Woman Athlete or Freak?



Beauty is in the eye of the beholder

What do you consider athletic?  What do you consider muscular? And freak like? And then, why?
I work very hard at attaining and maintaining the physique I want, actually, the one I am striving for, you see, I haven’t gotten there yet!
Lately I have been thinking about people’s perceptions of me, of my look, and that of other women who train and why people perceive us the way they do.  I honestly don’t care what people think of me, whether they approve or not, but it is a curiosity to me as their actions impact me.
I don’t think I look super muscular, and am trying to gain even more muscle, but to many I look like a "freaky bodybuilder".  People stare and comment and when I ask my husband why, he tells me that my arms and back are huge, and when I look at them I just don’t see that (well the back maybe...).  He and I have different perceptions of what exactly is muscular, like everything else in life, there are many shades of gray.
I have had an increase in the number of people contacting me with questions about my body, my training, my lifestyle. By email, Facebook, my blog, and several other sites my blog is published on. Mostly men, but many women too.  Some are complimentary and tell me I am inspirational;  some want to know how to get bigger or leaner;  some want to know how I “do it all”, work full time, have a family and train and compete; some are "followers" of muscular women;  some are individuals with muscle women fetishes;  and some, some are what you might call stalkers.
I don't encounter much of this at the gym, I have a good time interacting with people who enjoy the same pursuits, although I must admit, they are almost all men. I guess that's where "we" congregate...birds of a feather flock together right?
Is it athletic attractiveness, freak show or fetish?
I was driving into work thinking about this, and what makes me, or anyone like me such a curiosity to others? I think I am just a regular mom and wife who happens to have a passion for weight training.  This passion has changed my body to what it looks like today. I thrive at the gym, I cannot recall a time when I didn’t want to go, ever.  I love waking up and knowing that’s what I get to do. I feel alive, accomplished and healthy.
Instead of sitting around watching TV or shopping or drinking in a bar, I lift weights. Real freaky right?

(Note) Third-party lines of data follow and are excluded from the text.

use super::models::{
    CalendarEvent, EventInsert, EventList, GoogleErrorBody, NewEvent, NewTask, TaskInsert, TaskItem,
};
use super::time::order_upcoming;
use crate::components::{ActionBackend, BackendCredential};
use crate::config::Config;
use crate::error::{backend_error, AgentResult};
use async_trait::async_trait;
use chrono::{DateTime, SecondsFormat, Utc};
use reqwest::{Client, RequestBuilder};
use serde::de::DeserializeOwned;
use tracing::{debug, info};
use url::Url;

/// Description given to events created without one
pub const DEFAULT_EVENT_DESCRIPTION: &str = "Created via Voice Agent";

/// Google Calendar and Tasks REST client
#[derive(Debug, Clone)]
pub struct GoogleWorkspaceClient {
    client: Client,
    calendar_api_base: String,
    tasks_api_base: String,
    calendar_id: String,
    task_list: String,
    events_limit: usize,
}

impl GoogleWorkspaceClient {
    /// Create a new client from the configuration
    pub fn new(config: &Config) -> Self {
        Self::with_client(Client::new(), config)
    }

    /// Create a client sharing an existing connection pool
    pub fn with_client(client: Client, config: &Config) -> Self {
        Self {
            client,
            calendar_api_base: config.calendar_api_base.clone(),
            tasks_api_base: config.tasks_api_base.clone(),
            calendar_id: config.calendar_id.clone(),
            task_list: config.task_list.clone(),
            events_limit: config.upcoming_events_limit,
        }
    }

    fn events_url(&self) -> AgentResult<Url> {
        endpoint(
            &self.calendar_api_base,
            &["calendars", self.calendar_id.as_str(), "events"],
        )
    }

    fn tasks_url(&self) -> AgentResult<Url> {
        endpoint(&self.tasks_api_base, &["lists", self.task_list.as_str(), "tasks"])
    }

    /// Send an authorized request and decode the JSON response
    async fn send_json<T: DeserializeOwned>(
        &self,
        request: RequestBuilder,
        credential: &BackendCredential,
        action: &str,
    ) -> AgentResult<T> {
        let response = request
            .bearer_auth(credential.expose())
            .send()
            .await
            .map_err(|e| backend_error(&format!("Failed to {}: {}", action, e)))?;

        if !response.status().is_success() {
            let status = response.status();
            let error_body = response
                .text()
                .await
                .unwrap_or_else(|_| "Could not read error response".to_string());

            // Prefer the API's own message when the body is a Google error
            let detail = match serde_json::from_str::<GoogleErrorBody>(&error_body) {
                Ok(body) if !body.error.message.is_empty() => match body.error.code {
                    Some(code) => format!("{} (code {})", body.error.message, code),
                    None => body.error.message,
                },
                _ => error_body,
            };

            return Err(backend_error(&format!(
                "Failed to {}: HTTP {} - {}",
                action, status, detail
            )));
        }

        response
            .json()
            .await
            .map_err(|e| backend_error(&format!("Failed to parse {} response: {}", action, e)))
    }
}

#[async_trait]
impl ActionBackend for GoogleWorkspaceClient {
    async fn create_event(
        &self,
        credential: &BackendCredential,
        event: NewEvent,
    ) -> AgentResult<CalendarEvent> {
        let body = EventInsert::new(event, DEFAULT_EVENT_DESCRIPTION);
        let request = self.client.post(self.events_url()?).json(&body);

        let created: CalendarEvent = self.send_json(request, credential, "create event").await?;
        info!("Created calendar event {}", created.id);
        Ok(created)
    }

    async fn create_task(
        &self,
        credential: &BackendCredential,
        task: NewTask,
    ) -> AgentResult<TaskItem> {
        let body = TaskInsert::new(task)?;
        let request = self.client.post(self.tasks_url()?).json(&body);

        let created: TaskItem = self.send_json(request, credential, "create task").await?;
        info!("Created task {}", created.id);
        Ok(created)
    }

    async fn list_upcoming_events(
        &self,
        credential: &BackendCredential,
        now: DateTime<Utc>,
    ) -> AgentResult<Vec<CalendarEvent>> {
        let time_min = now.to_rfc3339_opts(SecondsFormat::Secs, true);
        let max_results = self.events_limit.to_string();

        let mut url = self.events_url()?;
        url.query_pairs_mut()
            .append_pair("timeMin", &time_min)
            .append_pair("maxResults", &max_results)
            .append_pair("singleEvents", "true")
            .append_pair("orderBy", "startTime");

        let list: EventList = self
            .send_json(self.client.get(url), credential, "fetch events")
            .await?;
        debug!("Fetched {} upcoming events", list.items.len());

        Ok(order_upcoming(list.items, self.events_limit))
    }
}

/// Append percent-encoded path segments to an API base URL
fn endpoint(base: &str, segments: &[&str]) -> AgentResult<Url> {
    let mut url = Url::parse(base)
        .map_err(|e| backend_error(&format!("Failed to parse URL: {}", e)))?;
    url.path_segments_mut()
        .map_err(|_| backend_error(&format!("Invalid API base URL: {}", base)))?
        .pop_if_empty()
        .extend(segments);
    Ok(url)
}
#![allow(dead_code)]

use async_trait::async_trait;
use chrono::{DateTime, Utc};
use std::sync::atomic::{AtomicUsize, Ordering};
use std::sync::Mutex;
use voice_agent::components::intent::GenerationRequest;
use voice_agent::components::{
    ActionBackend, BackendCredential, CalendarEvent, LanguageModel, NewEvent, NewTask, TaskItem,
};
use voice_agent::components::google_workspace::EventDateTime;
use voice_agent::error::{backend_error, resolution_error, AgentResult};

/// Language model stub returning a canned output
pub struct StubModel {
    output: Result<String, String>,
    pub requests: Mutex<Vec<GenerationRequest>>,
}

impl StubModel {
    /// Stub that answers every request with `output`
    pub fn returning(output: &str) -> Self {
        Self {
            output: Ok(output.to_string()),
            requests: Mutex::new(Vec::new()),
        }
    }

    /// Stub whose service is unreachable
    pub fn failing(message: &str) -> Self {
        Self {
            output: Err(message.to_string()),
            requests: Mutex::new(Vec::new()),
        }
    }

    pub fn calls(&self) -> usize {
        self.requests.lock().unwrap().len()
    }

    pub fn last_request(&self) -> GenerationRequest {
        self.requests.lock().unwrap().last().cloned().expect("no request recorded")
    }
}

#[async_trait]
impl LanguageModel for StubModel {
    async fn generate(&self, request: &GenerationRequest) -> AgentResult<String> {
        self.requests.lock().unwrap().push(request.clone());
        self.output.clone().map_err(|e| resolution_error(&e))
    }
}

/// Backend stub recording every call
#[derive(Default)]
pub struct StubBackend {
    pub events: Mutex<Vec<NewEvent>>,
    pub tasks: Mutex<Vec<NewTask>>,
    pub list_calls: AtomicUsize,
    /// Instants passed to `list_upcoming_events`
    pub listed_from: Mutex<Vec<DateTime<Utc>>>,
    pub credentials: Mutex<Vec<BackendCredential>>,
    pub upcoming: Vec<CalendarEvent>,
    pub fail_with: Option<String>,
}

impl StubBackend {
    /// Backend whose every call fails with `message`
    pub fn failing(message: &str) -> Self {
        Self {
            fail_with: Some(message.to_string()),
            ..Default::default()
        }
    }

    /// Backend listing the given events
    pub fn with_upcoming(upcoming: Vec<CalendarEvent>) -> Self {
        Self {
            upcoming,
            ..Default::default()
        }
    }

    /// Number of calls of any kind
    pub fn total_calls(&self) -> usize {
        self.events.lock().unwrap().len()
            + self.tasks.lock().unwrap().len()
            + self.list_calls.load(Ordering::SeqCst)
    }

    fn check(&self, credential: &BackendCredential) -> AgentResult<()> {
        self.credentials.lock().unwrap().push(credential.clone());
        match &self.fail_with {
            Some(message) => Err(backend_error(message)),
            None => Ok(()),
        }
    }
}

#[async_trait]
impl ActionBackend for StubBackend {
    async fn create_event(
        &self,
        credential: &BackendCredential,
        event: NewEvent,
    ) -> AgentResult<CalendarEvent> {
        self.events.lock().unwrap().push(event.clone());
        self.check(credential)?;
        Ok(CalendarEvent {
            id: "evt-1".to_string(),
            summary: event.summary,
            description: event.description,
            start: EventDateTime {
                date_time: Some(event.start.to_string()),
                ..Default::default()
            },
            end: EventDateTime {
                date_time: Some(event.end.to_string()),
                ..Default::default()
            },
            ..Default::default()
        })
    }

    async fn create_task(
        &self,
        credential: &BackendCredential,
        task: NewTask,
    ) -> AgentResult<TaskItem> {
        self.tasks.lock().unwrap().push(task.clone());
        self.check(credential)?;
        Ok(TaskItem {
            id: "task-1".to_string(),
            title: task.title,
            notes: task.notes,
            status: Some("needsAction".to_string()),
            ..Default::default()
        })
    }

    async fn list_upcoming_events(
        &self,
        credential: &BackendCredential,
        now: DateTime<Utc>,
    ) -> AgentResult<Vec<CalendarEvent>> {
        self.list_calls.fetch_add(1, Ordering::SeqCst);
        self.listed_from.lock().unwrap().push(now);
        self.check(credential)?;
        Ok(self.upcoming.clone())
    }
}

/// Timed event starting at `start`
pub fn event(id: &str, start: &str) -> CalendarEvent {
    CalendarEvent {
        id: id.to_string(),
        summary: Some(format!("Event {}", id)),
        start: EventDateTime {
            date_time: Some(start.to_string()),
            ..Default::default()
        },
        ..Default::default()
    }
}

Lock the kids up! The freak has arrived and she might teach them how to squat!


People always want to know when I started; why did I start; how do I do it every day?  How to I stick to a clean diet most of the time? I love to chat with these people and hear their stories and how I inspire them.

Oh believe me, I get many other interesting questions too, many I don't really want to repeat. Some of it gets downright creepy at times. I realize that I have lots of pictures out there with little clothing, but I walk around the gym like this, so why would it be a big deal on the Internet? You can easily find many other sites that are designed to be provocative and are not related to training at all. 

I started my blog to answer all the questions about training and diet and competing, about how I learned to be successful. It seems to have morphed over the years, just as I have.

But why am I such a curiosity?  Why do so many people find muscular women so odd, like they are freaks of nature? If you think about it, a freak is the woman who does not exercise, who eats packaged garbage and remains weak and frail. Why is that not the freak?
I exercise, I eat right and have taken the time to learn which foods and nutrients create an aesthetically pleasing body, one that shuns body fat and thrives on muscle growth; one that functions at its optimum everyday; this to me, seems normal.
I don't do this for anyone but myself. I don't think I am going to get my "pro-card", I am not a trainer, so why would that matter? I have no illusions about becoming a model or landing a supplement endorsement contract.
I am 51 years old for goodness sake...

I do it for me and me alone. I love to lift, I love to feel good, I love to look good.

But I still wonder all the time:

What's all the fuss about?

4 comments:

  1. Stalkers?! F**k off you creeps, go get a life!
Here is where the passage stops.